In response to Barak's remarks, Palestinian President Mahmoud Abbas' chief aide Nabil Abu Rudineh said later Wednesday that an "Israeli unilateral moves will lead to the formation of a Palestinian state in temporary borders, to which we object."

"This policy will lead to the conflict's continuation and not to a solution, burying the two-state solution," Abu Rudineh said, adding that the Palestinian Authority was committed to "a final agreement in which a Palestinian state will be formed with Jerusalem as its capital."

"Without Jerusalem, we won't agree to anything," he added.

more...
http://www.haaretz.com/news/diplomacy-defense/israeli-unilateral-withdrawal-from-west-bank-will-perpetuate-mideast-conflict-palestinian-official-says-1.433401

 

shira

(30,109 posts)
4. Occupation: The ‘oxygen’ of the peace lobby
Fri Jun 1, 2012, 12:09 PM
Jun 2012

In its recently released annual report, Amnesty International accused Israel of a laundry list of human rights violations, almost all of which had to do with the occupied Palestinian territories. Most interesting was the list of complaints related to Gaza.

“The humanitarian crisis affecting the Gaza Strip’s 1.6 million residents continued due to Israel’s ongoing military blockade...36 Palestinians were killed in accidents or in Israeli air strikes on tunnels used to smuggle goods between Egypt and Gaza...the Israeli authorities hindered or prevented hundreds of patients from leaving Gaza to obtain medical treatment.”

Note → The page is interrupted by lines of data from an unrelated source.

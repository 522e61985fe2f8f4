//! Snapshot store backed by a directory of `{video_id}.csv` files.
//!
//! The store owns exactly one directory. Every file operation, including
//! cleanup, is confined to files in it whose name is `<video id>.csv`; any
//! other file or subdirectory is left untouched.
//!
//! Saves write to a temporary file in the same directory and rename it over
//! the snapshot, so a failed save never leaves a half-written snapshot behind.
//! Concurrent saves of the same video are not coordinated: the last rename
//! wins.

use std::fs;
use std::io::Write;
use std::path::{Path, PathBuf};

use ytc_core::{CommentRecord, VideoId};

use crate::csv_format;
use crate::error::StorageError;

pub const SNAPSHOT_EXTENSION: &str = "csv";

/// Result of a successful save.
///
/// Carries the written bytes so callers that want the content (for a
/// download, say) need not read the file back.
#[derive(Debug, Clone, PartialEq, Eq)]
pub struct StoreHandle {
    pub video_id: VideoId,
    pub path: PathBuf,
    pub bytes: Vec<u8>,
    pub records: usize,
}

#[derive(Debug, Clone)]
pub struct SnapshotStore {
    dir: PathBuf,
}

impl SnapshotStore {
    /// Opens (creating if needed) the managed snapshot directory.
    ///
    /// # Errors
    ///
    /// Returns [`StorageError::Io`] if the directory cannot be created.
    pub fn open(dir: impl Into<PathBuf>) -> Result<Self, StorageError> {
        let dir = dir.into();
        fs::create_dir_all(&dir).map_err(|e| StorageError::io(&dir, e))?;
        Ok(Self { dir })
    }

    #[must_use]
    pub fn dir(&self) -> &Path {
        &self.dir
    }

    /// Deterministic location of the snapshot for `video_id`.
    #[must_use]
    pub fn path_for(&self, video_id: &VideoId) -> PathBuf {
        self.dir
            .join(format!("{}.{SNAPSHOT_EXTENSION}", video_id.as_str()))
    }

    /// Writes `records` as the snapshot for `video_id`, replacing any
    /// previous one.
    ///
    /// Saving identical records twice produces byte-identical files.
    ///
    /// # Errors
    ///
    /// Returns [`StorageError::Io`] if the temporary file cannot be written or
    /// renamed into place. The previous snapshot is intact in that case.
    pub fn save(
        &self,
        video_id: &VideoId,
        records: &[CommentRecord],
    ) -> Result<StoreHandle, StorageError> {
        let path = self.path_for(video_id);
        let bytes = csv_format::encode(records)?;

        let mut tmp = tempfile::Builder::new()
            .prefix(".ytc-")
            .suffix(".tmp")
            .tempfile_in(&self.dir)
            .map_err(|e| StorageError::io(&self.dir, e))?;
        tmp.write_all(&bytes)
            .map_err(|e| StorageError::io(tmp.path(), e))?;
        tmp.as_file()
            .sync_all()
            .map_err(|e| StorageError::io(tmp.path(), e))?;
        tmp.persist(&path)
            .map_err(|e| StorageError::io(&path, e.error))?;

        tracing::info!(
            video_id = %video_id,
            records = records.len(),
            path = %path.display(),
            "saved comment snapshot"
        );

        Ok(StoreHandle {
            video_id: video_id.clone(),
            path,
            bytes,
            records: records.len(),
        })
    }

    /// Reads back the snapshot for `video_id` in stored order.
    ///
    /// # Errors
    ///
    /// - [`StorageError::NotFound`] if no snapshot exists for `video_id`.
    /// - [`StorageError::Io`] / [`StorageError::Csv`] / [`StorageError::InvalidRow`]
    ///   if the file cannot be read or parsed.
    pub fn load(&self, video_id: &VideoId) -> Result<Vec<CommentRecord>, StorageError> {
        let path = self.path_for(video_id);
        let file = match fs::File::open(&path) {
            Ok(file) => file,
            Err(e) if e.kind() == std::io::ErrorKind::NotFound => {
                return Err(StorageError::NotFound {
                    video_id: video_id.to_string(),
                });
            }
            Err(e) => return Err(StorageError::io(&path, e)),
        };
        csv_format::decode(std::io::BufReader::new(file), &path)
    }

    /// Video ids of every snapshot currently stored, sorted.
    ///
    /// # Errors
    ///
    /// Returns [`StorageError::Io`] if the directory cannot be listed.
    pub fn list(&self) -> Result<Vec<VideoId>, StorageError> {
        let mut ids: Vec<VideoId> = self
            .managed_entries()?
            .into_iter()
            .map(|(id, _)| id)
            .collect();
        ids.sort();
        Ok(ids)
    }

    /// Deletes every stored snapshot except the one for `keep`.
    ///
    /// Only `<video id>.csv` regular files directly inside the store directory
    /// are candidates. Returns the paths removed.
    ///
    /// # Errors
    ///
    /// Returns [`StorageError::Io`] if the directory cannot be listed or a
    /// snapshot cannot be removed.
    pub fn cleanup(&self, keep: &VideoId) -> Result<Vec<PathBuf>, StorageError> {
        let mut removed = Vec::new();
        for (id, path) in self.managed_entries()? {
            if &id == keep {
                continue;
            }
            match fs::remove_file(&path) {
                Ok(()) => {}
                // Already gone; nothing left to clean.
                Err(e) if e.kind() == std::io::ErrorKind::NotFound => continue,
                Err(e) => return Err(StorageError::io(&path, e)),
            }
            tracing::info!(video_id = %id, path = %path.display(), "removed stale snapshot");
            removed.push(path);
        }
        removed.sort();
        Ok(removed)
    }

    fn managed_entries(&self) -> Result<Vec<(VideoId, PathBuf)>, StorageError> {
        let entries = fs::read_dir(&self.dir).map_err(|e| StorageError::io(&self.dir, e))?;
        let mut managed = Vec::new();
        for entry in entries {
            let entry = entry.map_err(|e| StorageError::io(&self.dir, e))?;
            // `DirEntry::file_type` does not follow symlinks.
            let is_file = entry
                .file_type()
                .map_err(|e| StorageError::io(entry.path(), e))?
                .is_file();
            if !is_file {
                continue;
            }
            let path = entry.path();
            if let Some(id) = snapshot_id(&path) {
                managed.push((id, path));
            }
        }
        Ok(managed)
    }
}

/// The video id a snapshot file name encodes, if `path` looks like one.
fn snapshot_id(path: &Path) -> Option<VideoId> {
    if path.extension()?.to_str()? != SNAPSHOT_EXTENSION {
        return None;
    }
    let stem = path.file_stem()?.to_str()?;
    VideoId::parse(stem).ok().filter(|id| id.as_str() == stem)
}

#[cfg(test)]
#[path = "store_test.rs"]
mod tests;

The continuing saga of Gaza is an important symbol of a larger phenomenon. The occupation of the Palestinian territories can never end because of the vested interest many organizations have in maintaining the fiction of Israeli control, even when control is withdrawn. It is well known that Israel does not control the border between Egypt and Gaza and yet the condemnation for not providing access to hospitals for Gazans assumes that Israel is responsible for providing medical treatment for people in Gaza; once again perpetuating the idea that Israel’s occupation can never be allowed to end.

Human rights organizations and the peace industry are beholden to the occupation, addicted to it – no less than Israel’s most extremist right-wing voices. This may seem a contradiction: how can organizations devoted to ending the occupation in fact support the occupation? The answer: Because the occupation is their raison d’etre and without it they cannot exist. This is typical of the NGO world. For example, those organizations that devote their existence to ending poverty require that poverty be perpetuated because NGOs have become an industry and choice place of employment. That is why we see in the world of NGOs a multiplication of overlapping groups with “mission creep.” This multiplication becomes an intense lobby to support a professional class, to the extent that entire university degrees are now devoted to the phenomenon of the NGO profession.

more...
http://www.jpost.com/Opinion/Columnists/Article.aspx?id=272083

Mosby

(16,256 posts)
6. I wonder how this is going to be spun?
Sat Jun 2, 2012, 12:25 PM
Jun 2012

Most likely the Israel haters will just ignore it or claim the statement is fabricated.

Hopefully though the pro-Palestinian DUers are paying attention to the implications of his statement, if the occupation can't end until a negotiated settlement it follows that the occupation is therefore legal, which is something we have argued about here many times in the past.